Je me tourne vers Francis. Il s’est mis devant deux échelles et fauche les nouveaux arrivants un à un. Il a l’air de compter le nombre de ses victimes… Son visage est déjà plein de tâches de sang. On dirait une bête sauvage lâchée au cœur du combat.
« Vingt-trois ! Vingt-quatre et vingt-cinq en DOUBLETTE ! » crie t-il.
Au moins, son action permet de galvaniser les hommes à proximité de lui. Avec la Furie Rouge, vous avez clairement un avantage de taille contre des bandits et des mercenaires. Cependant, ce qui m’inquiète c’est la première tour de siège qui commence à s’approcher dangereusement du côté de Francis. Il faut l’arrêter. Je dois m’en occuper… Et j’ai justement une petite idée.
Je me déplace vers l’arrière de la tour en courant et je me tourne vers la cour : il y a des munitions pour balistes entreposées par Xupeng : j’en soulève une par la pensée jusqu’à la tour, lentement mais sûrement pour éviter tout accident.
J’essaye de rester concentrée et d’éviter de trop prendre en compte les cris et le vacarme des armes autour de moi. Voilà… Encore un petit peu… C’est bon. Je la fais passer de l’autre côté, sous le regard surpris et étonné de certains soldats pas encore engagés dans la mêlée. Je me mets en position en tir, le bras levé vers le ciel et lorsque le moment est parfait…
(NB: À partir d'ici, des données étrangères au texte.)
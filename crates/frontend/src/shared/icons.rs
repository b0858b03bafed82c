use leptos::prelude::*;

/// Inline SVG icon by name. Unknown names fall back to a neutral circle.
pub fn icon(name: &str) -> AnyView {
    match name {
        "truck" => view! {
            <svg width="18" height="18" viewBox="0 0 24 24" fill="none" stroke="currentColor" stroke-width="2" stroke-linecap="round" stroke-linejoin="round" aria-hidden="true">
                <rect x="1" y="3" width="15" height="13"/>
                <polygon points="16 8 20 8 23 11 23 16 16 16 16 8"/>
                <circle cx="5.5" cy="18.5" r="2.5"/>
                <circle cx="18.5" cy="18.5" r="2.5"/>
            </svg>
        }.into_any(),
        "user-plus" => view! {
            <svg width="18" height="18" viewBox="0 0 24 24" fill="none" stroke="currentColor" stroke-width="2" stroke-linecap="round" stroke-linejoin="round" aria-hidden="true">
                <path d="M16 21v-2a4 4 0 0 0-4-4H5a4 4 0 0 0-4 4v2"/>
                <circle cx="8.5" cy="7" r="4"/>
                <line x1="20" y1="8" x2="20" y2="14"/>
                <line x1="23" y1="11" x2="17" y2="11"/>
            </svg>
        }.into_any(),
        "list" => view! {
            <svg width="18" height="18" viewBox="0 0 24 24" fill="none" stroke="currentColor" stroke-width="2" stroke-linecap="round" stroke-linejoin="round" aria-hidden="true">
                <line x1="8" y1="6" x2="21" y2="6"/>
                <line x1="8" y1="12" x2="21" y2="12"/>
                <line x1="8" y1="18" x2="21" y2="18"/>
                <line x1="3" y1="6" x2="3.01" y2="6"/>
                <line x1="3" y1="12" x2="3.01" y2="12"/>
                <line x1="3" y1="18" x2="3.01" y2="18"/>
            </svg>
        }.into_any(),
        "message-square" => view! {
            <svg width="18" height="18" viewBox="0 0 24 24" fill="none" stroke="currentColor" stroke-width="2" stroke-linecap="round" stroke-linejoin="round" aria-hidden="true">
                <path d="M21 15a2 2 0 0 1-2 2H7l-4 4V5a2 2 0 0 1 2-2h14a2 2 0 0 1 2 2z"/>
            </svg>
        }.into_any(),
        "calculator" => view! {
            <svg width="18" height="18" viewBox="0 0 24 24" fill="none" stroke="currentColor" stroke-width="2" stroke-linecap="round" stroke-linejoin="round" aria-hidden="true">
                <rect x="4" y="2" width="16" height="20" rx="2"/>
                <line x1="8" y1="6" x2="16" y2="6"/>
                <line x1="16" y1="14" x2="16" y2="18"/>
                <path d="M16 10h.01M12 10h.01M8 10h.01M12 14h.01M8 14h.01M12 18h.01M8 18h.01"/>
            </svg>
        }.into_any(),
        "moon" => view! {
            <svg width="18" height="18" viewBox="0 0 24 24" fill="none" stroke="currentColor" stroke-width="2" stroke-linecap="round" stroke-linejoin="round" aria-hidden="true">
                <path d="M12 3a6 6 0 0 0 9 9 9 9 0 1 1-9-9Z"/>
            </svg>
        }.into_any(),
        "sun" => view! {
            <svg width="18" height="18" viewBox="0 0 24 24" fill="none" stroke="currentColor" stroke-width="2" stroke-linecap="round" stroke-linejoin="round" aria-hidden="true">
                <circle cx="12" cy="12" r="4"/>
                <path d="M12 2v2M12 20v2M4.93 4.93l1.41 1.41M17.66 17.66l1.41 1.41M2 12h2M20 12h2M6.34 17.66l-1.41 1.41M19.07 4.93l-1.41 1.41"/>
            </svg>
        }.into_any(),
        "chevron-left" => view! {
            <svg width="16" height="16" viewBox="0 0 24 24" fill="none" stroke="currentColor" stroke-width="2" stroke-linecap="round" stroke-linejoin="round" aria-hidden="true">
                <polyline points="15 18 9 12 15 6"/>
            </svg>
        }.into_any(),
        "chevron-right" => view! {
            <svg width="16" height="16" viewBox="0 0 24 24" fill="none" stroke="currentColor" stroke-width="2" stroke-linecap="round" stroke-linejoin="round" aria-hidden="true">
                <polyline points="9 18 15 12 9 6"/>
            </svg>
        }.into_any(),
        _ => view! {
            <svg width="18" height="18" viewBox="0 0 24 24" fill="none" stroke="currentColor" stroke-width="2" stroke-linecap="round" stroke-linejoin="round" aria-hidden="true">
                <circle cx="12" cy="12" r="10"/>
            </svg>
        }.into_any(),
    }
}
Je projette mon bras vers l’avant comme si je jetais le projectile avec ma main. Elle fonce à pleine vitesse avant de s’encastrer dans les roues droites de la tour de siège qui désormais peut beaucoup moins bien avancer. Les ennemis ne décolèrent pas et sortent de l’engin pour courir en direction des échelles.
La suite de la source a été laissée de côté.